The Blues might be in for a bit of a letdown

Since this Blues season started, I’ve expected a lull at some point.  Playing an extra two months and 26 games in the post-season is taxing, and that’s what the Blues did last spring and summer as they won the Stanley Cup.  I believe there is going to come a time that they don’t look like the team we’ve grown to know and love.  Despite fantastic performances against Tampa Bay and Calgary last week, it’s not unreasonable to think that lull is around the corner.

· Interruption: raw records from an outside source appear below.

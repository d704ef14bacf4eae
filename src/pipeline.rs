use std::path::{Path, PathBuf};

use anyhow::{Context, Result, bail};
use serde::Serialize;

use crate::arff::{convert, parser, writer, ArffDataset};
use crate::config::PipelineConfig;
use crate::data::loader;
use crate::data::model::{Table, Value};
use crate::reorder::Reordered;
use crate::weka::{Evaluation, PredictRequest, Prediction, ToolkitRunner, TrainRequest, Weka};

// ---------------------------------------------------------------------------
// Report
// ---------------------------------------------------------------------------

#[derive(Debug, Clone, Serialize)]
pub struct ClassProbability {
    pub label: String,
    pub probability: f64,
}

/// Everything the pipeline produced, printable as text or JSON.
#[derive(Debug, Clone, Serialize)]
pub struct PipelineReport {
    pub arff_path: PathBuf,
    pub model_path: PathBuf,
    pub rows: usize,
    pub attributes: usize,
    pub evaluation: Evaluation,
    pub prediction: Prediction,
    /// Distribution paired with the class attribute's nominal values.
    pub probabilities: Vec<ClassProbability>,
    /// Set when the one-row prediction file was kept.
    pub prediction_input: Option<PathBuf>,
}

// ---------------------------------------------------------------------------
// Steps
// ---------------------------------------------------------------------------

/// Load → ARFF → train with CV → predict the first row with its class hidden.
pub fn run_pipeline<R: ToolkitRunner>(config: &PipelineConfig, weka: &Weka<R>) -> Result<PipelineReport> {
    log::info!("Converting {} → ARFF", config.input.display());
    let table = loader::load_file(&config.input)?;
    let dataset = export_arff(table, config)?;
    log::info!(
        "ARFF saved → {} ({} rows, {} attributes)",
        config.arff_out.display(),
        dataset.rows.len(),
        dataset.attributes.len()
    );

    let train = train_request(config);
    let outcome = weka.train(&train)?;
    let evaluation = outcome
        .evaluation()
        .context("reading the evaluation summary")?;
    log::info!(
        "{} accuracy: {:.4} %",
        evaluation.source,
        evaluation.accuracy
    );

    let temp = one_row_arff(&dataset)?;
    let request = PredictRequest::new(train.scheme(), &config.model_out, temp.path());
    let predictions = weka.predict(&request)?;
    let Some(prediction) = predictions.into_iter().next() else {
        bail!("Weka returned no prediction for the demo row");
    };

    let prediction_input = if config.keep_temp {
        let (_, path) = temp.keep().context("keeping the prediction input file")?;
        log::info!("Prediction input kept → {}", path.display());
        Some(path)
    } else {
        None
    };

    let probabilities = class_probabilities(&dataset, &prediction);
    Ok(PipelineReport {
        arff_path: config.arff_out.clone(),
        model_path: config.model_out.clone(),
        rows: dataset.rows.len(),
        attributes: dataset.attributes.len(),
        evaluation,
        prediction,
        probabilities,
        prediction_input,
    })
}

/// Move the class last, infer types and write the training ARFF.
pub fn export_arff(mut table: Table, config: &PipelineConfig) -> Result<ArffDataset> {
    if table.is_empty() {
        bail!("{} has no data rows", config.input.display());
    }
    table
        .move_column_last(&config.class_attr)
        .with_context(|| format!("preparing {}", config.input.display()))?;
    let dataset = convert::table_to_arff(&table, &config.relation);
    writer::save(&dataset, &config.arff_out)
        .with_context(|| format!("writing {}", config.arff_out.display()))?;
    Ok(dataset)
}

pub fn train_request(config: &PipelineConfig) -> TrainRequest {
    let mut req = TrainRequest::new(&config.arff_out, &config.model_out);
    req.classifier = config.classifier.clone();
    req.filter = config.filter();
    req.folds = Some(config.folds);
    req
}

/// First data row with its class set to `?`, under the training header.
pub fn one_row_arff(dataset: &ArffDataset) -> Result<tempfile::NamedTempFile> {
    let mut row = dataset
        .rows
        .first()
        .cloned()
        .context("dataset has no rows to predict")?;
    if let Some(class) = row.last_mut() {
        *class = Value::Missing;
    }
    let one = dataset.with_rows(vec![row]);

    let mut file = tempfile::Builder::new()
        .prefix("brand-row-")
        .suffix(".arff")
        .tempfile()
        .context("creating temporary ARFF")?;
    writer::write_arff(&one, &mut file).context("writing temporary ARFF")?;
    Ok(file)
}

// ---------------------------------------------------------------------------
// ARFF reordering
// ---------------------------------------------------------------------------

/// One file handled by [`move_class_in_files`].
#[derive(Debug, Clone, PartialEq)]
pub struct MovedFile {
    pub src: PathBuf,
    pub dst: PathBuf,
    pub outcome: Reordered,
    /// False when the class was already last and the file was left alone.
    pub written: bool,
}

/// Move the class attribute last in each ARFF file, in place or into `output`.
pub fn move_class_in_files(
    files: &[PathBuf],
    class_attr: &str,
    output: Option<&Path>,
) -> Result<Vec<MovedFile>> {
    if output.is_some() && files.len() > 1 {
        bail!("--output needs exactly one input file");
    }
    let mut moved = Vec::with_capacity(files.len());
    for src in files {
        let dst = output.unwrap_or(src.as_path());
        let mut dataset = parser::load(src).with_context(|| format!("reading {}", src.display()))?;
        let outcome = dataset
            .move_class_last(class_attr)
            .with_context(|| format!("reordering {}", src.display()))?;

        let written = !(outcome == Reordered::AlreadyLast && dst == src.as_path());
        if written {
            writer::save(&dataset, dst).with_context(|| format!("writing {}", dst.display()))?;
            log::info!("{} → {}", src.display(), dst.display());
        } else {
            log::info!("{} already last", src.display());
        }
        moved.push(MovedFile {
            src: src.clone(),
            dst: dst.to_path_buf(),
            outcome,
            written,
        });
    }
    Ok(moved)
}

// ---------------------------------------------------------------------------
// Prediction input
// ---------------------------------------------------------------------------

/// Read prediction input: `.arff` through the ARFF parser, anything else as a table.
pub fn load_input(path: &Path) -> Result<Table> {
    match path.extension().and_then(|e| e.to_str()) {
        Some(ext) if ext.eq_ignore_ascii_case("arff") => {
            let dataset = parser::load(path).with_context(|| format!("reading {}", path.display()))?;
            Ok(convert::arff_to_table(&dataset))
        }
        _ => loader::load_file(path),
    }
}

/// Map input rows onto the training header with `class_attr` last.
///
/// Unlabelled input gets `?` for the class; labelled input must carry it, so
/// Weka can report the actual class and flag errors.
pub fn prediction_dataset(
    table: &Table,
    header: &ArffDataset,
    class_attr: &str,
    labelled: bool,
) -> Result<ArffDataset> {
    let mut template = header.header_only();
    template
        .move_class_last(class_attr)
        .context("matching the header's class attribute")?;
    convert::template_rows(table, &template, labelled)
}

fn class_probabilities(dataset: &ArffDataset, prediction: &Prediction) -> Vec<ClassProbability> {
    let labels = dataset
        .class_attribute()
        .and_then(|a| a.nominal_values())
        .unwrap_or_default();
    labels
        .iter()
        .zip(&prediction.distribution)
        .map(|(label, p)| ClassProbability {
            label: label.clone(),
            probability: *p,
        })
        .collect()
}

The Blues are missing three top-nine forwards due to injury.  Vladimir Tarasenko will miss the rest of the season after shoulder surgery, Sammy Blais will miss ten weeks with wrist surgery, and Alexander Steen’s high ankle sprain is expected to keep him out until at least the first week of December.  Taking nothing away from the Blues replacements for those guys, you just don’t replace that level of talent, experience and size.  With those players out, the Blues are heading into perhaps the toughest portion of their schedule.

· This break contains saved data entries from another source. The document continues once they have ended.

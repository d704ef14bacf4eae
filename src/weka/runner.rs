use std::process::Command;

use super::config::WekaConfig;
use super::WekaError;

/// Runs one toolkit invocation and returns its stdout.
pub trait ToolkitRunner {
    fn run(&self, args: &[String]) -> Result<String, WekaError>;
}

impl<T: ToolkitRunner + ?Sized> ToolkitRunner for &T {
    fn run(&self, args: &[String]) -> Result<String, WekaError> {
        (**self).run(args)
    }
}

/// Blocking `java -Xmx<N>G -cp <classpath> <args...>` subprocess.
#[derive(Debug, Clone)]
pub struct JavaRunner {
    config: WekaConfig,
}

impl JavaRunner {
    pub fn new(config: WekaConfig) -> Self {
        JavaRunner { config }
    }

    fn command(&self, args: &[String]) -> Command {
        let mut cmd = Command::new(&self.config.java);
        cmd.args(self.config.jvm_args()).args(args);
        cmd
    }
}

impl ToolkitRunner for JavaRunner {
    fn run(&self, args: &[String]) -> Result<String, WekaError> {
        let mut cmd = self.command(args);
        log::debug!("Running {cmd:?}");

        let output = cmd.output().map_err(|source| WekaError::Spawn {
            program: self.config.java.clone(),
            source,
        })?;

        let stdout = String::from_utf8_lossy(&output.stdout).into_owned();
        let stderr = String::from_utf8_lossy(&output.stderr).into_owned();

        if !output.status.success() {
            log::error!("Weka stderr:\n{}", stderr.trim_end());
            return Err(WekaError::ProcessFailed {
                status: output.status.to_string(),
                stderr,
            });
        }
        if !stderr.trim().is_empty() {
            log::debug!("Weka stderr:\n{}", stderr.trim_end());
        }
        log::trace!("Weka stdout:\n{stdout}");
        Ok(stdout)
    }
}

Since Steen’s injury the Blues have gone 3-2-and-2 and have scored eighteen regulation goals.  Five of those goals came in their 5-0 win over Calgary at Enterprise.  None of those came from their top five scorers.  In the other six games, as the Blues have scored thirteen, or just over two per game.  The trio of missing key forwards has allowed the opposition to more closely defend their top two lines.  In the seven games since Steen went down, the Blues top five scorers have had varying degrees of success.  David Perron has two regulation goals and three assists for five points in those games.  Brayden Schenn has 1-4-5, Ryan O’Reilly 1-1-2, Alex Pietrangelo 0-4-4 and Schwartz 3-1-4.  The rest of the goals in those six games have come from defensemen Vince Dunn and Colton Parayko, and forwards Ivan Barbashev, MacKenzie MacEachern, Oskar Sundqvist and Klim Kostin, who have each scored one.

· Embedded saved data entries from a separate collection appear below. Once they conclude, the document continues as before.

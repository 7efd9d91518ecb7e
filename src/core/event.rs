//! Event values and the factory that stamps their context

use chrono::Utc;
use serde::{Deserialize, Serialize};
use serde_json::{Map, Value};
use uuid::Uuid;

/// Opaque key/value payload carried by an event.
pub type Payload = Map<String, Value>;

/// Well-known event names
pub mod names {
    pub const USER_CREATED: &str = "user.created";
    pub const USER_UPDATED: &str = "user.updated";
    pub const USER_DELETED: &str = "user.deleted";
    pub const USER_LOGIN: &str = "user.login";
    pub const USER_LOGOUT: &str = "user.logout";

    pub const ORDER_CREATED: &str = "order.created";
    pub const ORDER_UPDATED: &str = "order.updated";
    pub const ORDER_CANCELLED: &str = "order.cancelled";
    pub const ORDER_COMPLETED: &str = "order.completed";

    pub const SYSTEM_STARTUP: &str = "system.startup";
    pub const SYSTEM_SHUTDOWN: &str = "system.shutdown";
    pub const SYSTEM_ERROR: &str = "system.error";
    pub const SYSTEM_HEALTH_CHECK: &str = "system.health_check";

    pub const PLUGIN_LOADED: &str = "plugin.loaded";
    pub const PLUGIN_UNLOADED: &str = "plugin.unloaded";
    pub const PLUGIN_ERROR: &str = "plugin.error";

    pub const RPC_REQUEST: &str = "rpc.request";
    pub const RPC_RESPONSE: &str = "rpc.response";
    pub const RPC_ERROR: &str = "rpc.error";
}

/// Tracing context stamped on every event
#[derive(Debug, Clone, PartialEq, Serialize, Deserialize)]
#[serde(rename_all = "camelCase")]
pub struct EventContext {
    /// Milliseconds since the Unix epoch
    pub timestamp: i64,
    pub source: String,
    pub correlation_id: String,
    #[serde(default, skip_serializing_if = "Option::is_none")]
    pub user_id: Option<String>,
    #[serde(default, skip_serializing_if = "Option::is_none")]
    pub session_id: Option<String>,
    #[serde(default, skip_serializing_if = "Option::is_none")]
    pub metadata: Option<Payload>,
}

/// Immutable event dispatched through the bus.
///
/// Build one with [`Event::builder`] or the `user`/`system`/`rpc` shortcuts.
/// Each build draws a fresh correlation id unless one is supplied.
#[derive(Debug, Clone, PartialEq, Serialize, Deserialize)]
pub struct Event {
    name: String,
    payload: Payload,
    context: EventContext,
}

impl Event {
    pub fn builder(name: impl Into<String>) -> EventBuilder {
        EventBuilder::new(name)
    }

    /// Event raised on behalf of a user.
    pub fn user(name: impl Into<String>, payload: Payload, user_id: impl Into<String>) -> Self {
        EventBuilder::new(name)
            .with_payload(payload)
            .with_source("user")
            .with_user_id(user_id)
            .build()
    }

    /// Event raised by the runtime itself.
    pub fn system(name: impl Into<String>, payload: Payload) -> Self {
        EventBuilder::new(name)
            .with_payload(payload)
            .with_source("system")
            .build()
    }

    /// Event raised by the RPC transport for an inbound call.
    pub fn rpc(name: impl Into<String>, payload: Payload) -> Self {
        EventBuilder::new(name)
            .with_payload(payload)
            .with_source("rpc")
            .build()
    }

    #[must_use]
    pub fn name(&self) -> &str {
        &self.name
    }

    #[must_use]
    pub fn payload(&self) -> &Payload {
        &self.payload
    }

    #[must_use]
    pub fn context(&self) -> &EventContext {
        &self.context
    }

    #[must_use]
    pub fn correlation_id(&self) -> &str {
        &self.context.correlation_id
    }

    /// String field of the payload, if present.
    #[must_use]
    pub fn payload_str(&self, key: &str) -> Option<&str> {
        self.payload.get(key).and_then(Value::as_str)
    }
}

/// Builder for [`Event`]
#[derive(Debug, Clone)]
pub struct EventBuilder {
    name: String,
    payload: Payload,
    source: String,
    correlation_id: Option<String>,
    user_id: Option<String>,
    session_id: Option<String>,
    metadata: Option<Payload>,
}

impl EventBuilder {
    pub fn new(name: impl Into<String>) -> Self {
        Self {
            name: name.into(),
            payload: Payload::new(),
            source: "unknown".to_string(),
            correlation_id: None,
            user_id: None,
            session_id: None,
            metadata: None,
        }
    }

    #[must_use]
    pub fn with_payload(mut self, payload: Payload) -> Self {
        self.payload = payload;
        self
    }

    #[must_use]
    pub fn with_field(mut self, key: impl Into<String>, value: impl Into<Value>) -> Self {
        self.payload.insert(key.into(), value.into());
        self
    }

    #[must_use]
    pub fn with_source(mut self, source: impl Into<String>) -> Self {
        self.source = source.into();
        self
    }

    #[must_use]
    pub fn with_correlation_id(mut self, id: impl Into<String>) -> Self {
        self.correlation_id = Some(id.into());
        self
    }

    #[must_use]
    pub fn with_user_id(mut self, id: impl Into<String>) -> Self {
        self.user_id = Some(id.into());
        self
    }

    #[must_use]
    pub fn with_session_id(mut self, id: impl Into<String>) -> Self {
        self.session_id = Some(id.into());
        self
    }

    #[must_use]
    pub fn with_metadata(mut self, metadata: Payload) -> Self {
        self.metadata = Some(metadata);
        self
    }

    #[must_use]
    pub fn build(self) -> Event {
        Event {
            name: self.name,
            payload: self.payload,
            context: EventContext {
                timestamp: Utc::now().timestamp_millis(),
                source: self.source,
                correlation_id: self.correlation_id.unwrap_or_else(generate_correlation_id),
                user_id: self.user_id,
                session_id: self.session_id,
                metadata: self.metadata,
            },
        }
    }
}

fn generate_correlation_id() -> String {
    format!("evt_{}", Uuid::new_v4().simple())
}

There are a several things at play here then.  Last year the Blues got more than a goal every other game from their defensemen, tying for a league high 46.  Pietrangelo has six goals, but the rest of the defense has seven.  So, guys like Parayko and Justin Faulk are going to be required to score more goals.  Another thing that comes into play, without excuses, is the injury bug.  A team has six wingers among their top nine forwards.  Tarasenko is a top line winger, and Steen and Blais were both top-nine forwards when they got hurt.  When you lose half of your expected top-nine wingers, that’s a problem.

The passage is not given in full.